Dr. Edna Suárez-Díaz is the most recent individual to complete a term as resident scholar in the Oregon State University Libraries Special Collections and Archives Research Center. A professor in the Department of Evolutionary Biology at the Universidad Nacional Autónoma de México in Mexico City, Suárez-Díaz is an accomplished scholar of molecular evolution and molecular disease who serves on the editorial boards of Osiris and Perspectives on Science, among other publications.

Dr. Suárez-Díaz’ current research focus is the geopolitics of disease with a particular interest in approaches taken toward blood diseases in the twentieth century. This project brought her to Corvallis to study components of the Ava Helen and Linus Pauling Papers, focusing on Linus Pauling’s work on sickle cell anemia.

Pauling is, of course, well known for his discovery that sickle cell anemia traces its origin to the molecular level, a concept first published in 1949 with Harvey Itano, S. J. Singer and Ibert Wells. As Suárez-Díaz noted in her resident scholar lecture, the group’s finding that the basis of a complex physiological disease could emerge from a simple change in a single molecule made a profound impact on the history of biomedicine. Indeed, it is not an overstatement to suggest that the concept of a molecular disease led to massive shifts in post-war research and public policy.

Importantly, these shifts were accompanied by technological breakthroughs that enabled many other laboratories to explore new ideas related to molecular disease. In particular, the modernization of gel electrophoresis techniques served to democratize research in a way that had previously not been possible. When the Pauling group was conducting their initial experiments, electrophoresis was a tool that lay within the grasp of only a handful of well-funded laboratories. As the equipment and methodology required to do this work became less expensive, practitioners around the world began to enter the field and the impact was profound.

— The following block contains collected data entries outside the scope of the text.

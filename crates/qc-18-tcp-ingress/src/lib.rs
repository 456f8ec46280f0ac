//! # TCP Ingress Subsystem
//!
//! **Subsystem ID:** 18
//!
//! Accepts inbound peer connections, enforces per-IP and per-subnetwork
//! admission limits, and classifies each connection as either a bootstrap
//! or a realtime connection through the node-id handshake.
//!
//! Wire encoding, bootstrap serving and realtime processing belong to the
//! host node; this crate only admits, classifies and hands off.
//!
//! ## Architecture
//!
//! The crate follows Hexagonal Architecture with:
//! - **Domain Layer:** Messages, roles, handshake payloads, address
//!   normalisation, errors
//! - **Ports Layer:** Socket, codec, handshake authority, bootstrap server,
//!   realtime sink, diagnostics
//! - **Service Layer:** [`TcpListener`] (acceptor) and [`Session`]
//! - **Adapters Layer:** Tokio TCP socket, syn-cookie handshake authority
//!
//! ## Admission Limits
//!
//! | limit      | IPv4          | IPv6  |
//! |------------|---------------|-------|
//! | per-IP     | exact address | /48   |
//! | per-subnet | /24           | /32   |
//!
//! ## Example
//!
//! ```rust
//! use qc_18_tcp_ingress::{map_address_to_subnetwork, ConnectionRole, RoleCell};
//! use std::net::{IpAddr, Ipv4Addr};
//!
//! let peer = IpAddr::V4(Ipv4Addr::new(80, 67, 148, 225));
//! assert_eq!(
//!     map_address_to_subnetwork(peer).to_string(),
//!     "::ffff:80.67.148.0"
//! );
//!
//! // Roles change once, from undefined.
//! let role = RoleCell::new();
//! assert!(role.promote(ConnectionRole::Realtime));
//! assert!(!role.promote(ConnectionRole::Bootstrap));
//! ```

// =============================================================================
// MODULES
// =============================================================================

pub mod adapters;
pub mod config;
pub mod domain;
pub mod ports;
pub mod service;

/// Requires feature: `test-utils`
#[cfg(any(test, feature = "test-utils"))]
pub mod testing;

// =============================================================================
// RE-EXPORTS
// =============================================================================

// Domain
pub use domain::{
    ipv4_address_or_ipv6_subnet, map_address_to_subnetwork, AbortReason, ConnectionRole,
    DeserializeError, HandshakeError, HandshakeQuery, HandshakeResponse, HandshakeStatus,
    HandshakeV2, Keepalive, ListenerError, Message, MessageKind, NodeId, NodeIdHandshake,
    RejectReason, RoleCell, SessionId, TransportError,
};

// Configuration
pub use config::{ConfigError, ListenerConfig, SessionConfig};

// Port traits
pub use ports::{
    BootstrapServer, ConnectionDiagnostics, HandshakeAuthority, MessageCodec,
    MessageDeserializer, RealtimeSink, Socket,
};

// Service
pub use service::{
    IngressStats, OnConnected, ProcessResult, ResumeHandle, Session, SessionContext,
    TcpListener,
};

// Adapters
pub use adapters::{SynCookieAuthority, TokioSocket};

/// Crate version
pub const VERSION: &str = env!("CARGO_PKG_VERSION");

Suárez-Díaz is particularly interested in blood diseases and malaria in developing countries, noting that these afflictions were to the “Third World” what cancer was for industrialized societies and the middle classes. It is important to note as well that there exists a strong connection between blood diseases (like sickle cell anemia) and malaria, as the mutations that gave rise to blood diseases also provide a certain degree of immunity to malaria. As such, the geographic distribution of blood diseases correlates closely with malaria epidemiology, a phenomenon that has had consequences for public health campaigns over time, including decisions to use DDT on a massive scale in attempting to eradicate the mosquitoes that carry the disease.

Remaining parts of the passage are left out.